Outline an experiment to investigate RC circuits discharging to work out the capacitance

Answer 29

Charge a capacitor using a 6V battery, then discharge it through a known value of R

• use analogue voltmeter
• start stopclock at a chosen Vo (initial p.d.)
• record V every 10s to 100s
• repeat 3 time’s and find mean

Then plot graph using equation
InV = -T/RC + InVo

• calculate C = 1/Rm
  _ compare w/ actual value

Question 30

Explain the process of charging a capacitor

Answer 30

A circuit consist of a capacitor, a resistor, and a switch all connected in series to a battery. The battery provides a constant e.m.f Vo. The capacitor has capacitance C and the resistance of the resistor is R. The capacitor is initially uncharged and the switch is open.

When the switch is closed, there is a maximum current in the circuit and capacitor starts to charge up exponentially.
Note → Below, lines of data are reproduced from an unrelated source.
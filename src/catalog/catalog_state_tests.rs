//! Tests for catalog state

use super::*;
use crate::service::ServiceError;
use proptest::prelude::*;

fn loaded(questions: &[&str]) -> CatalogState {
    let mut state = CatalogState::new();
    state.apply(CatalogLoad {
        questions: questions.iter().map(|q| q.to_string()).collect(),
        error: None,
    });
    state
}

#[test]
fn test_new_state_is_loading_and_empty() {
    let state = CatalogState::new();
    assert_eq!(state.status(), &CatalogStatus::Loading);
    assert!(state.is_empty());
    assert!(state.selected_index().is_none());
    assert!(state.selected_question().is_none());
}

#[test]
fn test_apply_success_stores_questions_verbatim() {
    let state = loaded(&["What CV formats are supported?"]);
    assert_eq!(state.status(), &CatalogStatus::Loaded);
    assert_eq!(state.questions(), ["What CV formats are supported?"]);
    assert_eq!(state.selected_question(), Some("What CV formats are supported?"));
}

#[test]
fn test_apply_failure_leaves_catalog_empty_and_reports_once() {
    let mut state = CatalogState::new();
    let message = state.apply(CatalogLoad {
        questions: Vec::new(),
        error: Some(ServiceError::Network("connection refused".to_string())),
    });

    let message = message.expect("failure should be reported");
    assert!(message.contains("connection refused"));
    assert!(state.is_empty());
    assert!(matches!(state.status(), CatalogStatus::Failed(_)));
}

#[test]
fn test_apply_is_one_shot() {
    let mut state = loaded(&["a"]);
    let message = state.apply(CatalogLoad {
        questions: Vec::new(),
        error: Some(ServiceError::Parse("x".to_string())),
    });
    assert!(message.is_none());
    assert_eq!(state.questions(), ["a"]);
}

#[test]
fn test_selection_wraps() {
    let mut state = loaded(&["a", "b", "c"]);
    state.select_previous();
    assert_eq!(state.selected_question(), Some("c"));
    state.select_next();
    assert_eq!(state.selected_question(), Some("a"));
    state.select_next();
    assert_eq!(state.selected_index(), Some(1));
}

#[test]
fn test_selection_on_empty_catalog_is_noop() {
    let mut state = loaded(&[]);
    state.select_next();
    state.select_previous();
    assert!(state.selected_index().is_none());
}

proptest! {
    #![proptest_config(ProptestConfig::with_cases(100))]

    #[test]
    fn prop_loaded_questions_match_response(questions in prop::collection::vec(".*", 0..20)) {
        let mut state = CatalogState::new();
        let message = state.apply(CatalogLoad { questions: questions.clone(), error: None });
        prop_assert!(message.is_none());
        prop_assert_eq!(state.questions(), questions.as_slice());
    }

    #[test]
    fn prop_selection_stays_in_bounds(
        len in 1usize..10,
        moves in prop::collection::vec(prop::bool::ANY, 0..50),
    ) {
        let questions: Vec<String> = (0..len).map(|i| format!("q{}", i)).collect();
        let mut state = CatalogState::new();
        state.apply(CatalogLoad { questions, error: None });

        for down in moves {
            if down { state.select_next() } else { state.select_previous() }
            let idx = state.selected_index().unwrap();
            prop_assert!(idx < len);
        }
    }
}
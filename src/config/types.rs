// Configuration type definitions

use serde::Deserialize;

/// Address used when neither the config file nor `--url` gives one
pub const DEFAULT_BASE_URL: &str = "http://localhost:8000";

fn default_base_url() -> String {
    DEFAULT_BASE_URL.to_string()
}

/// Answering service configuration section
#[derive(Debug, Clone, PartialEq, Eq, Deserialize)]
pub struct ServiceConfig {
    #[serde(default = "default_base_url")]
    pub base_url: String,
    /// Per-request timeout; unset means requests may wait indefinitely
    #[serde(default)]
    pub request_timeout_secs: Option<u64>,
}

impl Default for ServiceConfig {
    fn default() -> Self {
        ServiceConfig {
            base_url: default_base_url(),
            request_timeout_secs: None,
        }
    }
}

/// Root configuration structure
#[derive(Debug, Clone, PartialEq, Eq, Deserialize, Default)]
pub struct Config {
    #[serde(default)]
    pub service: ServiceConfig,
}
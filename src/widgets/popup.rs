use ratatui::{Frame, layout::Rect, widgets::Clear};

pub fn centered_popup(frame_area: Rect, width: u16, height: u16) -> Rect {
    let popup_width = width.min(frame_area.width);
    let popup_height = height.min(frame_area.height);

    let popup_x = frame_area.x + (frame_area.width.saturating_sub(popup_width)) / 2;
    let popup_y = frame_area.y + (frame_area.height.saturating_sub(popup_height)) / 2;

    Rect {
        x: popup_x,
        y: popup_y,
        width: popup_width,
        height: popup_height,
    }
}

/// Box in the top-right corner of `area`, inset by `margin` columns
pub fn top_right_popup(area: Rect, width: u16, height: u16, margin: u16) -> Rect {
    let popup_width = width.min(area.width.saturating_sub(margin * 2));
    let popup_height = height.min(area.height);

    Rect {
        x: area.x + area.width.saturating_sub(popup_width + margin),
        y: area.y,
        width: popup_width,
        height: popup_height,
    }
}

pub fn clear_area(frame: &mut Frame, area: Rect) {
    frame.render_widget(Clear, area);
}

#[cfg(test)]
#[path = "popup_tests.rs"]
mod popup_tests;
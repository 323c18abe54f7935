//! Help popup module
//!
//! Contains the help popup state and content for keyboard shortcuts display.

mod content;
pub mod help_line_render;
pub mod help_popup_render;
mod help_state;

pub use content::{HELP_ENTRIES, HELP_FOOTER};
pub use help_state::HelpPopupState;
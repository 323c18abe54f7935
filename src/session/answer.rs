//! Settled answer and confidence classification

use ratatui::style::Color;

use crate::service::{AskResponse, SourceRef, normalize_sources};

/// Display tier for a confidence label
#[derive(Debug, Clone, Copy, PartialEq, Eq)]
pub enum ConfidenceTier {
    /// `"High"`
    Strong,
    /// `"Medium"`
    Moderate,
    /// `"Low"` and every label the service may invent
    Weak,
}

impl ConfidenceTier {
    /// Classify a label. Exact, case-sensitive match; never fails.
    pub fn classify(label: &str) -> Self {
        match label {
            "High" => ConfidenceTier::Strong,
            "Medium" => ConfidenceTier::Moderate,
            _ => ConfidenceTier::Weak,
        }
    }

    /// Badge color for this tier
    pub fn color(&self) -> Color {
        match self {
            ConfidenceTier::Strong => Color::Green,
            ConfidenceTier::Moderate => Color::Yellow,
            ConfidenceTier::Weak => Color::Red,
        }
    }
}

/// Answer, confidence and citations from one successful response
///
/// Kept together so they can only ever be replaced as a unit.
#[derive(Debug, Clone, PartialEq)]
pub struct Answer {
    pub text: String,
    pub confidence: String,
    pub sources: Vec<SourceRef>,
}

impl Answer {
    pub fn tier(&self) -> ConfidenceTier {
        ConfidenceTier::classify(&self.confidence)
    }

    /// Citations resolved to display strings, in response order
    pub fn source_labels(&self) -> Vec<String> {
        normalize_sources(&self.sources)
    }
}

impl From<AskResponse> for Answer {
    fn from(response: AskResponse) -> Self {
        Self {
            text: response.answer,
            confidence: response.confidence,
            sources: response.sources,
        }
    }
}

#[cfg(test)]
#[path = "answer_tests.rs"]
mod answer_tests;
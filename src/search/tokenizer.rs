use regex::Regex;
use std::collections::HashSet;

/// Splits free text into a set of normalized search tokens.
///
/// Tokens are maximal runs of word characters, lowercased; whitespace and
/// punctuation only separate them and never appear in the output. Duplicates
/// collapse into the set, so "the the the" and "the" tokenize identically.
pub fn tokenize(text: &str) -> HashSet<String> {
    let word_pattern = Regex::new(r"\b\w+\b").unwrap();

    word_pattern
        .find_iter(&text.to_lowercase())
        .map(|word| word.as_str().to_string())
        .collect()
}
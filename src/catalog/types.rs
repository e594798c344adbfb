use serde::{Deserialize, Serialize};

/// Unique key of a catalog entry. Assigned by the catalog (snapshot or the
/// id allocator), never by the search layer.
pub type BookId = i64;

/// A catalog entry as stored and served. Title and author are required;
/// the remaining fields mirror the optional parts of the submission form.
#[derive(Debug, Clone, PartialEq, Serialize, Deserialize)]
pub struct Book {
    pub id: BookId,
    pub title: String,
    pub author: String,
    pub description: Option<String>,
    pub year: Option<u32>,
    pub grade: Option<f32>,
}

#[derive(Debug, Deserialize)]
pub struct CreateBookRequest {
    pub title: String,
    pub author: String,
    pub description: Option<String>,
    pub year: Option<u32>,
    pub grade: Option<f32>,
}

#[derive(Debug, Serialize, Deserialize)]
pub struct CreateBookResponse {
    pub book_id: BookId,
}

#[derive(Debug, Serialize, Deserialize)]
pub struct BookResponse {
    pub book: Option<Book>,
}

#[derive(Debug, Serialize, Deserialize)]
pub struct BookListResponse {
    pub count: usize,
    pub books: Vec<Book>,
}
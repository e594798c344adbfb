//! Library Catalog Service Library
//!
//! This library crate defines the core modules that make up the catalog
//! service. It serves as the foundation for the binary executable (`main.rs`).
//!
//! ## Architecture Modules
//! The system is composed of three loosely coupled subsystems:
//!
//! - **`auth`**: The account layer. Handles sign-up with uniqueness checks,
//!   salted PBKDF2 password storage, and bearer-token sessions with expiry.
//! - **`catalog`**: The book records layer. An in-memory store seeded from a
//!   JSON snapshot at startup, with create/fetch/list endpoints.
//! - **`search`**: The core information retrieval logic. Contains the
//!   tokenizer, the id-to-token-set index, and the overlap ranking that
//!   orders query results.

pub mod auth;
pub mod catalog;
pub mod search;
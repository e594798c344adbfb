//! Search Module
//!
//! The in-memory title search subsystem: tokenization, the id-to-token-set
//! index, and the HTTP endpoints that query and rebuild it.
//!
//! ## Overview
//! Book titles are reduced to sets of normalized tokens. The index maps each
//! book identifier to its title's token set and ranks candidates by how many
//! tokens they share with the query. It is built once at startup from the
//! full catalog snapshot; the only mutation afterwards is the administrative
//! full rebuild, which replaces the contents wholesale.
//!
//! ## Responsibilities
//! - **Tokenization**: Normalizing titles and queries into comparable token sets.
//! - **Ranking**: Scoring every indexed title by token overlap with the query.
//! - **Retrieval**: Hydrating ranked identifiers with catalog metadata.
//! - **API**: Exposing search and rebuild via RESTful HTTP endpoints.
//!
//! ## Submodules
//! - **`index`**: The `SearchIndex` component (build, query, ranking).
//! - **`tokenizer`**: Text normalization into token sets.
//! - **`handlers`**: HTTP request handlers for the Axum web server.
//! - **`types`**: Data Transfer Objects (DTOs) for API communication.

pub mod handlers;
pub mod index;
pub mod tokenizer;
pub mod types;
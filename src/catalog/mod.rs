//! Catalog Module
//!
//! Book records and their in-memory storage.
//!
//! ## Overview
//! The catalog is seeded at startup from a JSON snapshot (the hand-off from
//! the persistence layer) and grows at runtime through the create endpoint.
//! The search index consumes the catalog as a plain `(id, title)` feed;
//! nothing in this module writes to the index.
//!
//! ## Responsibilities
//! - **Storage**: Concurrent keyed access to book records.
//! - **Identifiers**: Allocation that never collides with seeded ids.
//! - **Loading**: Parsing the startup snapshot.
//! - **API**: Create, fetch, and list endpoints.
//!
//! ## Submodules
//! - **`store`**: The `BookStore` in-memory map with id allocation.
//! - **`loader`**: Catalog snapshot parsing.
//! - **`handlers`**: HTTP request handlers for the Axum web server.
//! - **`types`**: The `Book` record and API DTOs.

pub mod handlers;
pub mod loader;
pub mod store;
pub mod types;
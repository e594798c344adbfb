use crate::catalog::types::BookId;
use serde::{Deserialize, Serialize};

#[derive(Debug, Serialize, Deserialize)]
pub struct SearchResponse {
    pub query: String,
    pub total_count: usize,
    pub count: usize,
    pub results: Vec<SearchResultItem>,
}

/// One ranked hit. Relevance is conveyed by position in the result list;
/// match scores never leave the index.
#[derive(Debug, Clone, Serialize, Deserialize)]
pub struct SearchResultItem {
    pub book_id: BookId,
    pub title: String,
    pub author: String,
    pub year: Option<u32>,
}

#[derive(Debug, Serialize, Deserialize)]
pub struct ReindexResponse {
    pub status: String,
    pub indexed: usize,
}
The p.d. across the capacitor starts to increase from zero as it gathers charge. According to Kirchoffs second law, the p.d. across the resistor and the p.d. across the capacitor must always add up to Vo. So Vr must decrease as the Vc increases with time. After some given time, depending on the time constant CR of the circuit, the capacitor will be fully charged with a p.d. equalling to Vo (emf), and Vr will be zero. When this happens, the current will be zero

Question 31

What is the equation used to model the decay of charge Q on the capacitor using a technique known as iterative modelling

Answer 31

dtQ/dtT = - Q/CR

As follows

dtQ = (dtT/CR) x Q

Question 32

What’s the purpose of a simple rectifier circuit and what does the circuit consist of

Answer 32

The simple rectifier circuit changes an alternating input voltage to a smooth direct voltage.

The circuit consist of a diode, and a smoothing capacitor

Question 33

Without the capacitor how would the output voltage - time graph look like

Answer 33

The output voltage from the circuit would consist of positive cycles only. With the capacitor, the output voltage is smoothed out and becomes almost a direct voltage of constant value

Question 34

How can the ripple in the output voltage be kept small

Answer 34

By making the time constant of the circuit much greater than the period of the alternating voltage

Question 35

Why does the capacitor discharge when the battery is removed

Answer 35

Because there is nothing to maintain the potential difference between the plates, and the capacitor will discharge

Question 36

Difference between a capacitor and a battery

Answer 36

A capacitor:

• stores electrical energy
• stores less
• charge/discharge fast

A battery:

• stores chemical energy
• stores more
• charge/discharge slow

Question 37

How can you accelerate a charge

Answer 37

Accelerating a charge through a potential difference

An easy way to accelerate a charge is to allow it to move through a potential difference. For instance, take a charge and place it inside a parallel-plate capacitor. We’ll assume the capacitor has a uniform field E, and a potential difference with a magnitude of:

ΔV| = Ed, where d is the plate separation.

A positive charge released from beside the positive plate will accelerate towards the negative plate. Cutting a hole in the negative plate allows it to escape. Similarly, a negative charge released from near the negative plate will accelerate across the gap and leave the parallel plates at high speed.